SKAP2 is required for optimal C. glabrata-stimulated phosphorylation of Pyk2 but not Syk kinases WT and Skap2−/− neutrophils were (A–C and G–I) plated onto immobilized TDB, furfurman (Fur), or IgG immune complexes (IC), or (D–F and J–L) stimulated with MOI 2 of C. albicans and C. glabrata for 15 min at 37°C. Lysates were analyzed by Western blot for pSyk (Y352), pPyk2 (Y402), and RhoGDI, then stripped, and re-probed for respective total proteins. Quantification is shown in Tables S1–S4. Data were compiled from 3-5 independent experiments. (A, D, G, and J) Representative blot shown with arrows to indicate bands used for analysis.(B, E, H, and K) Fold change from each experiment with respect to unstimulated, symbols represent the value from each experiment, solid symbols indicating values of blot shown, bars indicate mean.
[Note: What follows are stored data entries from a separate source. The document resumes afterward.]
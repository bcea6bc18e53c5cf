//! Fuzzy boss-name resolution
//!
//! A prefix trie over the canonical boss names with a weighted
//! edit-distance tie-breaker. Substitutions cost 2, insertions and
//! deletions cost 1: users drop or add characters more often than they
//! substitute them. Any tie for the minimum is a hard failure; the
//! resolver never guesses.

use crate::types::AliasTable;
use ahash::AHashMap;

#[derive(Debug, Default)]
struct TrieNode {
    children: AHashMap<char, TrieNode>,
    entry: Option<usize>,
}

impl TrieNode {
    fn collect(&self, out: &mut Vec<usize>) {
        if let Some(idx) = self.entry {
            out.push(idx);
        }
        for child in self.children.values() {
            child.collect(out);
        }
    }
}

/// The set of canonical lowercase boss names, indexed by a prefix trie.
///
/// Owned by the domain layer; the trie is rebuilt whole on every mutation
/// so a parse call only ever sees a pre- or post-update dictionary.
#[derive(Debug, Default)]
pub struct BossDictionary {
    names: Vec<String>,
    root: TrieNode,
}

impl BossDictionary {
    pub fn new() -> Self {
        Self::default()
    }

    pub fn from_names<I, S>(names: I) -> Self
    where
        I: IntoIterator<Item = S>,
        S: Into<String>,
    {
        let mut dict = Self::new();
        for name in names {
            let name = name.into().to_lowercase();
            if !dict.names.contains(&name) {
                dict.names.push(name);
            }
        }
        dict.rebuild();
        dict
    }

    pub fn insert(&mut self, name: &str) {
        let name = name.to_lowercase();
        if !self.names.contains(&name) {
            self.names.push(name);
            self.rebuild();
        }
    }

    pub fn remove(&mut self, name: &str) {
        let name = name.to_lowercase();
        let before = self.names.len();
        self.names.retain(|n| *n != name);
        if self.names.len() != before {
            self.rebuild();
        }
    }

    pub fn entries(&self) -> impl Iterator<Item = &str> {
        self.names.iter().map(String::as_str)
    }

    pub fn len(&self) -> usize {
        self.names.len()
    }

    pub fn is_empty(&self) -> bool {
        self.names.is_empty()
    }

    /// All entries that start with `prefix`
    pub fn entries_with_prefix(&self, prefix: &str) -> Vec<&str> {
        let mut node = &self.root;
        for ch in prefix.chars() {
            match node.children.get(&ch) {
                Some(child) => node = child,
                None => return Vec::new(),
            }
        }
        let mut indices = Vec::new();
        node.collect(&mut indices);
        indices.sort_unstable();
        indices.iter().map(|&i| self.names[i].as_str()).collect()
    }

    fn rebuild(&mut self) {
        let mut root = TrieNode::default();
        for (idx, name) in self.names.iter().enumerate() {
            let mut node = &mut root;
            for ch in name.chars() {
                node = node.children.entry(ch).or_default();
            }
            node.entry = Some(idx);
        }
        self.root = root;
    }
}

/// A successful fuzzy resolution
#[derive(Debug, Clone, PartialEq, Eq)]
pub struct BossMatch {
    /// The dictionary's normalized form of the name
    pub canonical: String,
    /// What the user wrote, lowercased and alias-expanded
    pub input: String,
}

impl BossMatch {
    /// False when the input is not a prefix of the canonical name; callers
    /// use this to warn the user about a non-trivial correction.
    pub fn is_exact_prefix(&self) -> bool {
        self.canonical.starts_with(&self.input)
    }
}

/// Resolve a raw boss token against the dictionary.
///
/// Lowercases, expands aliases, tries a unique-prefix match, then a
/// weighted edit-distance search over the first-letter bucket, then over
/// the whole dictionary. Ties fail.
pub fn resolve_boss(raw: &str, dict: &BossDictionary, aliases: &AliasTable) -> Option<BossMatch> {
    let lowered = raw.to_lowercase();
    let input = aliases.get(&lowered).cloned().unwrap_or(lowered);
    if input.is_empty() {
        return None;
    }

    let prefixed = dict.entries_with_prefix(&input);
    if prefixed.len() == 1 {
        return Some(BossMatch { canonical: prefixed[0].to_string(), input });
    }

    let first = input.chars().next()?;
    let bucket: Vec<&str> = dict.entries().filter(|e| e.starts_with(first)).collect();
    if let Some(canonical) = closest_unique(&input, &bucket) {
        return Some(BossMatch { canonical: canonical.to_string(), input });
    }

    let all: Vec<&str> = dict.entries().collect();
    let canonical = closest_unique(&input, &all)?;
    Some(BossMatch { canonical: canonical.to_string(), input })
}

/// The unique minimum-distance candidate, or `None` on a tie or an empty
/// candidate set. Candidates that contain the input as a substring (plain
/// or hyphen-component-wise) are preferred over those that do not.
fn closest_unique<'a>(input: &str, candidates: &[&'a str]) -> Option<&'a str> {
    if candidates.is_empty() {
        return None;
    }
    let preferred: Vec<&str> = candidates
        .iter()
        .copied()
        .filter(|c| contains_input(input, c))
        .collect();
    let pool: &[&str] = if preferred.is_empty() { candidates } else { &preferred };

    let mut best: Option<(&'a str, usize)> = None;
    let mut tied = false;
    for &candidate in pool {
        let dist = edit_distance(input, candidate);
        match best {
            Some((_, d)) if dist > d => {}
            Some((_, d)) if dist == d => tied = true,
            _ => {
                best = Some((candidate, dist));
                tied = false;
            }
        }
    }
    match best {
        Some((candidate, _)) if !tied => Some(candidate),
        _ => None,
    }
}

fn contains_input(input: &str, candidate: &str) -> bool {
    if candidate.contains(input) {
        return true;
    }
    // "mewtwo-a" vs "mewtwo-armored": match segment by segment
    if input.contains('-') && candidate.contains('-') {
        let in_parts: Vec<&str> = input.split('-').collect();
        let cand_parts: Vec<&str> = candidate.split('-').collect();
        return in_parts.len() == cand_parts.len()
            && in_parts.iter().zip(&cand_parts).all(|(i, c)| c.contains(i));
    }
    false
}

/// Weighted Levenshtein distance: substitution 2, insertion/deletion 1.
///
/// Space-optimized two-row dynamic programming.
fn edit_distance(a: &str, b: &str) -> usize {
    let a_chars: Vec<char> = a.chars().collect();
    let b_chars: Vec<char> = b.chars().collect();
    let n = b_chars.len();

    let mut prev: Vec<usize> = (0..=n).collect();
    let mut curr = vec![0; n + 1];

    for (i, &ac) in a_chars.iter().enumerate() {
        curr[0] = i + 1;
        for (j, &bc) in b_chars.iter().enumerate() {
            let sub = prev[j] + if ac == bc { 0 } else { 2 };
            let del = prev[j + 1] + 1;
            let ins = curr[j] + 1;
            curr[j + 1] = sub.min(del).min(ins);
        }
        std::mem::swap(&mut prev, &mut curr);
    }

    prev[n]
}

#[cfg(test)]
mod tests {
    use super::*;

    fn dict() -> BossDictionary {
        BossDictionary::from_names(["latios", "latias", "kyogre", "groudon", "rayquaza"])
    }

    #[test]
    fn edit_distance_weights() {
        assert_eq!(edit_distance("abc", "abc"), 0);
        assert_eq!(edit_distance("abc", "abd"), 2); // one substitution
        assert_eq!(edit_distance("abc", "abcd"), 1); // one insertion
        assert_eq!(edit_distance("abcd", "abc"), 1); // one deletion
    }

    #[test]
    fn unique_prefix_matches() {
        let m = resolve_boss("kyo", &dict(), &AliasTable::new()).unwrap();
        assert_eq!(m.canonical, "kyogre");
        assert_eq!(m.input, "kyo");
        assert!(m.is_exact_prefix());
    }

    #[test]
    fn ambiguous_prefix_falls_through_to_distance() {
        // "lati" prefixes both latios and latias: tie, hard failure
        assert_eq!(resolve_boss("lati", &dict(), &AliasTable::new()), None);
        // one more letter disambiguates
        let m = resolve_boss("latio", &dict(), &AliasTable::new()).unwrap();
        assert_eq!(m.canonical, "latios");
    }

    #[test]
    fn typo_resolves_by_distance() {
        let m = resolve_boss("groudn", &dict(), &AliasTable::new()).unwrap();
        assert_eq!(m.canonical, "groudon");
        assert!(!m.is_exact_prefix());
    }

    #[test]
    fn wrong_first_letter_uses_whole_dictionary_fallback() {
        let m = resolve_boss("rayquasa", &dict(), &AliasTable::new()).unwrap();
        assert_eq!(m.canonical, "rayquaza");
        let m = resolve_boss("ayquaza", &dict(), &AliasTable::new()).unwrap();
        assert_eq!(m.canonical, "rayquaza");
    }

    #[test]
    fn alias_applies_before_matching() {
        let mut aliases = AliasTable::new();
        aliases.insert("ray".to_string(), "rayquaza".to_string());
        let m = resolve_boss("Ray", &dict(), &aliases).unwrap();
        assert_eq!(m.canonical, "rayquaza");
        assert_eq!(m.input, "rayquaza");
    }

    #[test]
    fn empty_input_fails() {
        assert_eq!(resolve_boss("", &dict(), &AliasTable::new()), None);
        assert_eq!(resolve_boss("   ".trim(), &dict(), &AliasTable::new()), None);
    }

    #[test]
    fn tie_at_minimum_distance_fails() {
        let two = BossDictionary::from_names(["latios", "latias"]);
        assert_eq!(resolve_boss("latixs", &two, &AliasTable::new()), None);
    }

    #[test]
    fn hyphen_components_match_segment_wise() {
        let forms = BossDictionary::from_names(["mewtwo-armored", "mewtwo-anything"]);
        let m = resolve_boss("mew-arm", &forms, &AliasTable::new()).unwrap();
        assert_eq!(m.canonical, "mewtwo-armored");
    }

    #[test]
    fn substring_candidates_are_preferred() {
        let d = BossDictionary::from_names(["giratina-origin", "giratina-altered"]);
        let m = resolve_boss("origin", &d, &AliasTable::new()).unwrap();
        assert_eq!(m.canonical, "giratina-origin");
    }

    #[test]
    fn trie_rebuilds_on_mutation() {
        let mut d = dict();
        assert_eq!(d.entries_with_prefix("lat").len(), 2);
        d.remove("latias");
        assert_eq!(d.entries_with_prefix("lat"), vec!["latios"]);
        d.insert("Latias");
        assert_eq!(d.entries_with_prefix("lat").len(), 2);
        assert_eq!(d.len(), 5);
    }

    #[test]
    fn prefix_of_unknown_letter_is_empty() {
        assert!(dict().entries_with_prefix("zz").is_empty());
    }
}
//! Python bindings for the argument parser using PyO3

use crate::fuzzy::{resolve_boss, BossDictionary};
use crate::matcher::match_args;
use crate::types::{check_single_variadic, AliasTable, Arg, ArgKind, ArgSpec, SpecTable};
use crate::validators::ParseContext;
use pyo3::exceptions::PyValueError;
use pyo3::prelude::*;
use pyo3::types::PyDict;

fn kind_from_str(kind: &str) -> PyResult<ArgKind> {
    match kind {
        "str" => Ok(ArgKind::Str),
        "int" => Ok(ArgKind::Int),
        "variadic" => Ok(ArgKind::Variadic),
        "month_day" => Ok(ArgKind::MonthDay),
        "hour_minute" => Ok(ArgKind::HourMinute),
        "timer" => Ok(ArgKind::Timer),
        "tier" => Ok(ArgKind::Tier),
        "boss" => Ok(ArgKind::Boss),
        other => Err(PyValueError::new_err(format!("unknown argument kind: {other}"))),
    }
}

/// Python wrapper owning the spec table, boss dictionary and alias table
#[pyclass]
pub struct PyArgParser {
    specs: SpecTable,
    bosses: BossDictionary,
    aliases: AliasTable,
}

#[pymethods]
impl PyArgParser {
    #[new]
    fn new() -> Self {
        Self {
            specs: SpecTable::new(),
            bosses: BossDictionary::new(),
            aliases: AliasTable::new(),
        }
    }

    /// Register a positional spec: a list of (kind, required) pairs
    fn add_spec(&mut self, name: String, args: Vec<(String, bool)>) -> PyResult<()> {
        let mut slots = Vec::with_capacity(args.len());
        for (kind, required) in args {
            slots.push(Arg { kind: kind_from_str(&kind)?, required });
        }
        check_single_variadic(&slots).map_err(PyValueError::new_err)?;
        self.specs.register(name, ArgSpec::Positional(slots));
        Ok(())
    }

    /// Register a freeform spec: the whole input comes back as one string
    fn add_freeform_spec(&mut self, name: String) {
        self.specs.register(name, ArgSpec::Freeform);
    }

    fn add_boss(&mut self, name: &str) {
        self.bosses.insert(name);
    }

    fn remove_boss(&mut self, name: &str) {
        self.bosses.remove(name);
    }

    fn add_alias(&mut self, alias: String, canonical: String) {
        self.aliases.insert(alias.to_lowercase(), canonical.to_lowercase());
    }

    /// Parse argument text against a registered spec.
    ///
    /// Returns `{"type": "match", "values": [...]}` or `{"type": "none"}`.
    fn parse<'py>(&self, name: &str, input: &str, py: Python<'py>) -> PyResult<Bound<'py, PyDict>> {
        let spec = self
            .specs
            .get(name)
            .ok_or_else(|| PyValueError::new_err(format!("unknown spec: {name}")))?;
        let ctx = ParseContext::new(&self.bosses, &self.aliases);

        let dict = PyDict::new_bound(py);
        match match_args(input, spec, &ctx) {
            Some(values) => {
                dict.set_item("type", "match")?;
                let values_json = serde_json::to_string(&values).map_err(|e| {
                    PyValueError::new_err(format!("Failed to serialize values: {}", e))
                })?;
                dict.set_item("values", values_json)?;
            }
            None => {
                dict.set_item("type", "none")?;
            }
        }
        Ok(dict)
    }

    /// Fuzzy-resolve a boss name against the current dictionary
    fn resolve_boss<'py>(&self, raw: &str, py: Python<'py>) -> PyResult<Bound<'py, PyDict>> {
        let dict = PyDict::new_bound(py);
        match resolve_boss(raw, &self.bosses, &self.aliases) {
            Some(m) => {
                dict.set_item("type", "match")?;
                dict.set_item("canonical", m.canonical)?;
                dict.set_item("input", m.input)?;
            }
            None => {
                dict.set_item("type", "none")?;
            }
        }
        Ok(dict)
    }

    fn spec_count(&self) -> usize {
        self.specs.len()
    }

    fn boss_count(&self) -> usize {
        self.bosses.len()
    }
}
//! Args core - chat-command argument parsing
//!
//! This crate turns the free-form text after a chat command name into a
//! typed, validated argument vector: a whitespace tokenizer, a bounded
//! backtracking matcher over positional specifications, per-kind token
//! validators, and a trie-plus-edit-distance fuzzy matcher for boss names.

pub mod fuzzy;
pub mod matcher;
pub mod tokenizer;
pub mod types;
pub mod validators;

pub use fuzzy::*;
pub use matcher::*;
pub use tokenizer::*;
pub use types::*;
pub use validators::*;

// Python bindings
#[cfg(feature = "extension-module")]
pub mod py;

#[cfg(feature = "extension-module")]
use pyo3::prelude::*;

#[cfg(feature = "extension-module")]
#[pymodule]
fn args_core(m: &Bound<'_, PyModule>) -> PyResult<()> {
    use py::*;
    m.add_class::<PyArgParser>()?;
    Ok(())
}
Statistics represent mean ± SEM. (C, F, I, and L) The Skap2−/− values were divided by WT values in each respective experiment. The average WT level of CLR-stimulated phosphorylation was set to 1 as indicated by the dotted line. Data were compiled from n = 3–5 independent experiments with data presented as mean ± SEM. Significance was assessed using (B, E, and H) two-way ANOVA with Tukey's post-test or (K) one-way ANOVA within each group, or two-way ANOVA between WT and KO groups with Sidak’s post-test. See also Figure S4 and Tables S1–S4.

Figure 8

SKAP2 is required for optimal C. glabrata, and K. pneumoniae-induced ERK1/2 and p38 phosphorylation WT and Skap2−/− neutrophils were (A–F) plated onto immobilized TDB, furfurman (Fur), or IgG immune complexes (IC), or stimulated with (G–L) MOI 2 of C. albicans and C. glabrata for 15 min or (M-R) MOI 40 of K. pneumoniae for 10 or 15 min at 37°C. Lysates were analyzed by Western blot for pERK1/2, p38, and RhoGDI, then stripped, and re-probed for respective total proteins. Quantification was completed as described in Tables S5–S9. (A, D, G, J, M, and P)Representative blot shown with arrow to indicate bands used for analysis. (B, E, H, K, N, and Q) Fold change from each experiment with respect to unstimulated; symbols represent the value from each experiment; solid symbols indicating values of blot shown; bars indicate mean. Statistics represent mean ± SEM. (C, F, I, L, O, and R) The Skap2−/− values were divided by WT values in each respective experiment. The average WT level was set to 1 and is indicated by the dotted line. Data were compiled from n = 2–4 independent experiments. Significance was assessed using unpaired one-way ANOVA within each group, or two-way ANOVA between WT and KO groups with Sidak’s post-test except for (E) which used paired two-way ANOVA with Sidak’s post-test. See also Tables S5–S9.

Figure 9

SKAP2 functions prior to or after Syk activation after infection with different pathogens The binding of K. pneumoniae to surface receptors on neutrophils leads to the SKAP2-mediated phosphorylation of Syk and/or Pyk2 and requires the production of extracellular ROS. The binding of C. glabrata and C. albicans does not require SKAP2 for Syk phosphorylation; however, Pyk2 phosphorylation was dependent on SKAP2. Binding by the CLR agonist, furfurman and TBD induces Syk and Pyk phosphorylation independently of SKAP2. Likewise, SKAP2 contributes to extracellular ROS production and cell adhesion following the stimulation of integrins and fMLP (Nguyen et al., 2020; Boras et al., 2017; Shaban et al., 2020).